The rain is falling and big red mushrooms are popping up everywhere but the caravan has thankfully remained watertight! Yet only a couple weeks ago we were in the grip of a major drought and our water tank was reduced to maybe a week or two's supply at best. It is easy to take water for granted, gawd knows we get enough of it in England, but I am beginning to appreciate that fresh water is often a scarce commodity. Mark Twain once said that "Whiskey is for drinking; water is for fighting over"! Fortunantly we didn't come to blows in Paraparaumu, but I think the local gardners were ready to lynch the Mayor over the water restrictions! The drought has been so severe, that the government has set a 10% reduction for all electricity users throughout the country.

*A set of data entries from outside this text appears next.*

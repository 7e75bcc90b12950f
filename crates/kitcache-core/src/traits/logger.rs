//! Logger capability used by the remote engine

use std::fmt;

/// Severity of a log record
#[derive(Debug, Clone, Copy, PartialEq, Eq, PartialOrd, Ord, Hash)]
pub enum LogLevel {
    Debug,
    Info,
    Warn,
    Error,
}

impl LogLevel {
    /// Get level as string label
    pub fn as_str(&self) -> &'static str {
        match self {
            LogLevel::Debug => "debug",
            LogLevel::Info => "info",
            LogLevel::Warn => "warn",
            LogLevel::Error => "error",
        }
    }
}

/// A structured key/value pair attached to a log record
pub type Field<'a> = (&'a str, &'a dyn fmt::Display);

/// Leveled, structured logger
///
/// Only [`Logger::log`] is required; the per-level helpers forward to it.
pub trait Logger: Send + Sync + 'static {
    /// Emit one record
    fn log(&self, level: LogLevel, message: &str, fields: &[Field<'_>]);

    fn debug(&self, message: &str, fields: &[Field<'_>]) {
        self.log(LogLevel::Debug, message, fields);
    }

    fn info(&self, message: &str, fields: &[Field<'_>]) {
        self.log(LogLevel::Info, message, fields);
    }

    fn warn(&self, message: &str, fields: &[Field<'_>]) {
        self.log(LogLevel::Warn, message, fields);
    }

    fn error(&self, message: &str, fields: &[Field<'_>]) {
        self.log(LogLevel::Error, message, fields);
    }
}

/// Logger that discards everything (default)
#[derive(Debug, Clone, Copy, Default)]
pub struct NoopLogger;

impl Logger for NoopLogger {
    #[inline]
    fn log(&self, _level: LogLevel, _message: &str, _fields: &[Field<'_>]) {}
}
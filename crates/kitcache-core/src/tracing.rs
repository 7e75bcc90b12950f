//! Adapters that report through `tracing`

use std::fmt;
use std::time::Duration;

use tracing::{debug, error, info, trace, warn};

use crate::{Field, LogLevel, Logger, Metric};

/// Renders structured fields as `key=value` pairs
struct Fields<'a, 'b>(&'a [Field<'b>]);

impl fmt::Display for Fields<'_, '_> {
    fn fmt(&self, f: &mut fmt::Formatter<'_>) -> fmt::Result {
        for (i, (key, value)) in self.0.iter().enumerate() {
            if i > 0 {
                f.write_str(" ")?;
            }
            write!(f, "{key}={value}")?;
        }
        Ok(())
    }
}

/// Logger adapter that emits `tracing` events under the `kitcache` target
#[derive(Debug, Clone, Default)]
pub struct TracingLogger {
    /// Service name/prefix (optional)
    service_name: Option<String>,
}

impl TracingLogger {
    /// Create new tracing logger
    pub fn new() -> Self {
        Self::default()
    }

    /// Create with service name prefix
    pub fn with_service_name(mut self, name: impl Into<String>) -> Self {
        self.service_name = Some(name.into());
        self
    }
}

impl Logger for TracingLogger {
    fn log(&self, level: LogLevel, message: &str, fields: &[Field<'_>]) {
        let fields = Fields(fields);
        match level {
            LogLevel::Debug => {
                debug!(target: "kitcache", service = ?self.service_name, fields = %fields, "{message}")
            }
            LogLevel::Info => {
                info!(target: "kitcache", service = ?self.service_name, fields = %fields, "{message}")
            }
            LogLevel::Warn => {
                warn!(target: "kitcache", service = ?self.service_name, fields = %fields, "{message}")
            }
            LogLevel::Error => {
                error!(target: "kitcache", service = ?self.service_name, fields = %fields, "{message}")
            }
        }
    }
}

/// Metrics adapter that logs events via `tracing`
#[derive(Debug, Clone, Default)]
pub struct TracingMetric {
    /// Service name/prefix (optional)
    service_name: Option<String>,
}

impl TracingMetric {
    /// Create new tracing metrics adapter
    pub fn new() -> Self {
        Self::default()
    }

    /// Create with service name prefix
    pub fn with_service_name(mut self, name: impl Into<String>) -> Self {
        self.service_name = Some(name.into());
        self
    }
}

impl Metric for TracingMetric {
    fn increment_total(&self, labels: &[&str]) {
        trace!(
            target: "kitcache",
            event = "call",
            labels = ?labels,
            service = ?self.service_name,
            "Cache Call"
        );
    }

    fn increment_error(&self, labels: &[&str]) {
        debug!(
            target: "kitcache",
            event = "error",
            labels = ?labels,
            service = ?self.service_name,
            "Cache Error"
        );
    }

    fn observe_response_time(&self, duration: Duration, labels: &[&str]) {
        trace!(
            target: "kitcache",
            event = "latency",
            labels = ?labels,
            duration_us = duration.as_micros() as u64,
            service = ?self.service_name,
            "Cache Operation Latency"
        );
    }
}
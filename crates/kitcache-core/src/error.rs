//! Error types for cache operations

use thiserror::Error;

/// Main error type for all cache operations
///
/// `NotFound` is an expected outcome rather than a failure: every engine
/// returns it, and only it, when a key is absent.
#[derive(Error, Debug, Clone, PartialEq, Eq)]
pub enum CacheError {
    /// Key not found in cache
    #[error("key not-found")]
    NotFound,

    /// Invalid or incomplete engine configuration
    #[error("configuration error: {0}")]
    Config(String),

    /// Backend connection failed
    #[error("connection error: {0}")]
    Connection(String),

    /// Backend operation failed
    #[error("backend error: {0}")]
    Backend(String),

    /// Timeout
    #[error("operation timed out")]
    Timeout,
}

impl CacheError {
    /// Shorthand for building a configuration error
    pub fn config(message: impl Into<String>) -> Self {
        CacheError::Config(message.into())
    }

    /// Whether this is the uniform absent-key sentinel
    pub fn is_not_found(&self) -> bool {
        matches!(self, CacheError::NotFound)
    }

    /// Whether the error was raised while building an engine
    pub fn is_config(&self) -> bool {
        matches!(self, CacheError::Config(_))
    }
}

/// Result type alias for cache operations
pub type Result<T> = std::result::Result<T, CacheError>;
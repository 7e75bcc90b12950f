//! Typed configuration options

use std::sync::Arc;

use kitcache_core::{Metric, Result};

/// A configuration mutator for the builder `B`
///
/// Engines take an ordered list of options and apply them one after the
/// other to a builder of their own concrete type. An option written for a
/// different engine's builder is a type error rather than a silent no-op.
pub type CacheOption<B> = Box<dyn FnOnce(&mut B) -> Result<()> + Send>;

/// Builders that accept a metric sink
pub trait MetricSlot {
    fn set_metric(&mut self, metric: Arc<dyn Metric>);
}

/// Replace the default no-op metric sink
///
/// Accepted by every engine builder.
pub fn with_metric<B: MetricSlot + 'static>(metric: Arc<dyn Metric>) -> CacheOption<B> {
    Box::new(move |builder: &mut B| {
        builder.set_metric(metric);
        Ok(())
    })
}

/// Apply `options` to `builder` in order, stopping at the first failure
pub(crate) fn apply_all<B>(
    builder: &mut B,
    options: impl IntoIterator<Item = CacheOption<B>>,
) -> Result<()> {
    for option in options {
        option(builder)?;
    }
    Ok(())
}
//! Metric capability consumed by the cache engines

use std::time::Duration;

/// Trait for cache metrics/observability
///
/// Label values are positional. Both engines report `[backend, op, method]`
/// for totals and latency, and append the error message for errors.
///
/// Implement this to integrate with your metrics system (Prometheus, StatsD, etc.)
pub trait Metric: Send + Sync + 'static {
    /// Count one call
    fn increment_total(&self, labels: &[&str]);

    /// Count one failed call
    fn increment_error(&self, labels: &[&str]);

    /// Record how long a call took
    fn observe_response_time(&self, duration: Duration, labels: &[&str]);
}

/// No-op metrics implementation (default)
///
/// Zero overhead when metrics are not needed.
#[derive(Debug, Clone, Copy, Default)]
pub struct NoopMetric;

impl Metric for NoopMetric {
    #[inline]
    fn increment_total(&self, _labels: &[&str]) {}

    #[inline]
    fn increment_error(&self, _labels: &[&str]) {}

    #[inline]
    fn observe_response_time(&self, _duration: Duration, _labels: &[&str]) {}
}

/// Metric adapter using the `metrics` crate
///
/// Emits `<prefix>_total` and `<prefix>_error` counters and a
/// `<prefix>_response_time` histogram (seconds). Positional label values are
/// paired with the configured label names; values past the end of the name
/// list are named `label_<index>`.
///
/// # Example
/// ```ignore
/// use kitcache_core::MetricsCrateMetric;
///
/// // Set up a metrics recorder (e.g., prometheus exporter)
/// // metrics::set_global_recorder(recorder);
///
/// let metric = MetricsCrateMetric::new("catalog_cache");
/// // Emits: catalog_cache_total{backend,operation,method}, ...
/// ```
#[cfg(feature = "metrics")]
#[derive(Debug, Clone)]
pub struct MetricsCrateMetric {
    prefix: String,
    labels: Vec<String>,
    error_labels: Vec<String>,
}

#[cfg(feature = "metrics")]
impl MetricsCrateMetric {
    /// Create a new adapter with the given metric name prefix
    pub fn new(prefix: impl Into<String>) -> Self {
        Self {
            prefix: prefix.into(),
            labels: vec!["backend".into(), "operation".into(), "method".into()],
            error_labels: vec![
                "backend".into(),
                "operation".into(),
                "method".into(),
                "error".into(),
            ],
        }
    }

    /// Replace the label names used for totals and latency
    ///
    /// Error label names follow unless set explicitly afterwards.
    pub fn with_labels<I, S>(mut self, labels: I) -> Self
    where
        I: IntoIterator<Item = S>,
        S: Into<String>,
    {
        self.labels = labels.into_iter().map(Into::into).collect();
        self.error_labels = self.labels.clone();
        self
    }

    /// Replace the label names used for error counts
    pub fn with_error_labels<I, S>(mut self, labels: I) -> Self
    where
        I: IntoIterator<Item = S>,
        S: Into<String>,
    {
        self.error_labels = labels.into_iter().map(Into::into).collect();
        self
    }

    fn metric_name(&self, name: &str) -> String {
        format!("{}_{}", self.prefix, name)
    }

    fn pair(names: &[String], values: &[&str]) -> Vec<(String, String)> {
        values
            .iter()
            .enumerate()
            .map(|(i, value)| {
                let name = names
                    .get(i)
                    .cloned()
                    .unwrap_or_else(|| format!("label_{i}"));
                (name, (*value).to_string())
            })
            .collect()
    }

    fn label_set(names: &[String], values: &[&str]) -> Vec<metrics::Label> {
        Self::pair(names, values)
            .into_iter()
            .map(|(name, value)| metrics::Label::new(name, value))
            .collect()
    }
}

#[cfg(feature = "metrics")]
impl Metric for MetricsCrateMetric {
    fn increment_total(&self, labels: &[&str]) {
        let labels = Self::label_set(&self.labels, labels);
        metrics::counter!(self.metric_name("total"), labels).increment(1);
    }

    fn increment_error(&self, labels: &[&str]) {
        let labels = Self::label_set(&self.error_labels, labels);
        metrics::counter!(self.metric_name("error"), labels).increment(1);
    }

    fn observe_response_time(&self, duration: Duration, labels: &[&str]) {
        let labels = Self::label_set(&self.labels, labels);
        metrics::histogram!(self.metric_name("response_time"), labels)
            .record(duration.as_secs_f64());
    }
}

Being a non-nuke country, New Zealand is entirely dependent upon its hydro-electric dams, and until recently the majestic lakes were looking as if someone ! had pulled the plug on them.

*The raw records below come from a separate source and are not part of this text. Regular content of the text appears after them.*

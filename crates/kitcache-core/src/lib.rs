//! kitcache-core: Core traits and types for the kitcache library
//!
//! This crate provides the capability contract every cache engine implements,
//! the error vocabulary shared by all engines, and the metric and logger
//! capabilities the engines report through.

mod error;
mod traits;

#[cfg(feature = "tracing")]
mod tracing;

pub use error::{CacheError, Result};
pub use traits::*;

#[cfg(feature = "tracing")]
pub use crate::tracing::{TracingLogger, TracingMetric};
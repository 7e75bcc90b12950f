//! kitcache: Pluggable key-value caching for Rust
//!
//! One capability contract, [`CacheBackend`], over two interchangeable
//! engines:
//!
//! - **In-memory** ([`MemoryBackend`]): concurrent table with TTL expiry and
//!   a background sweep task owned by the engine
//! - **Redis** ([`RedisBackend`]): a single endpoint or a sentinel-monitored
//!   failover group, with every call instrumented
//!
//! Absent keys surface uniformly as [`CacheError::NotFound`] on both.
//!
//! # Quick Start
//!
//! ```rust,no_run
//! use kitcache::prelude::*;
//! use std::time::Duration;
//!
//! #[tokio::main]
//! async fn main() -> std::result::Result<(), Box<dyn std::error::Error>> {
//!     let cache = MemoryBackend::new(Duration::from_secs(1), Vec::new())?;
//!
//!     cache.set("create", "key", "42", Duration::from_secs(60)).await?;
//!
//!     match cache.get_key("load", "key").await {
//!         Ok(value) => println!("Got: {value}"),
//!         Err(CacheError::NotFound) => println!("Cache miss"),
//!         Err(err) => return Err(err.into()),
//!     }
//!
//!     Ok(())
//! }
//! ```

// Re-export core
pub use kitcache_core::*;

// Re-export storage
pub use kitcache_storage::{CacheOption, MetricSlot, with_metric};

#[cfg(feature = "memory")]
pub use kitcache_storage::{MemoryBackend, MemoryBuilder, MemoryConfig};

#[cfg(feature = "redis")]
pub use kitcache_storage::{
    RedisBackend, RedisBuilder, RedisConfig, Topology, with_addresses, with_connection_string,
    with_db_number, with_logger, with_max_retry, with_timeout,
};

/// Prelude for convenient imports
pub mod prelude {
    pub use crate::{
        CacheBackend, CacheError, CacheOption, Logger, Metric, NoopLogger, NoopMetric, Result,
        with_metric,
    };

    #[cfg(feature = "memory")]
    pub use crate::{MemoryBackend, MemoryConfig};

    #[cfg(feature = "redis")]
    pub use crate::{
        RedisBackend, RedisConfig, Topology, with_addresses, with_connection_string,
        with_db_number, with_logger, with_max_retry, with_timeout,
    };
}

So the good news is that a powercut in the caravan is now looking less likely, not a pleasant prospect in the middle of a howling southerly antartic wind. However with this deluge of rain, the Muangakutukutu road is looking like a Himalayan dirt track, each morning a fresh section of the winding road is covered in debris from a muddy landslide. My short (but steep) drive between the gate and the caravan has become quite tricky. Last night, my mud splattered white Nissan was slipping around all over the muddy green slope, awosh with rain. The car would inch forward, lose traction and then start sliding back down again, it took about 5 hill starts and some delicate acceleration before eventually parking.
Even using the washing machine has taken on a whole new significance. The washer is outside, albeit under a sheltered roof, but the plug is inside the caravan, which means the door must remain open whilst I am doing my washing. On a warm calm day, this is no problem, but during a howling gale, like last night, I had to rig up a piece of string to tie the door handle shut, preventing the door swinging open, blowing freezing air into the caravan and smashing the door. Must suggest that the next series of Big Brother be held in a caravan! That will liven it up a bit!
On the plus side, waking up in the morning with the clouds moving across the trees, it feels like I am living in a rainforest, the chatter of monkeys replaced by the call of the tuis.
Hey, I might be 12,000 miles away, but i can still hear you all laughing your sock off!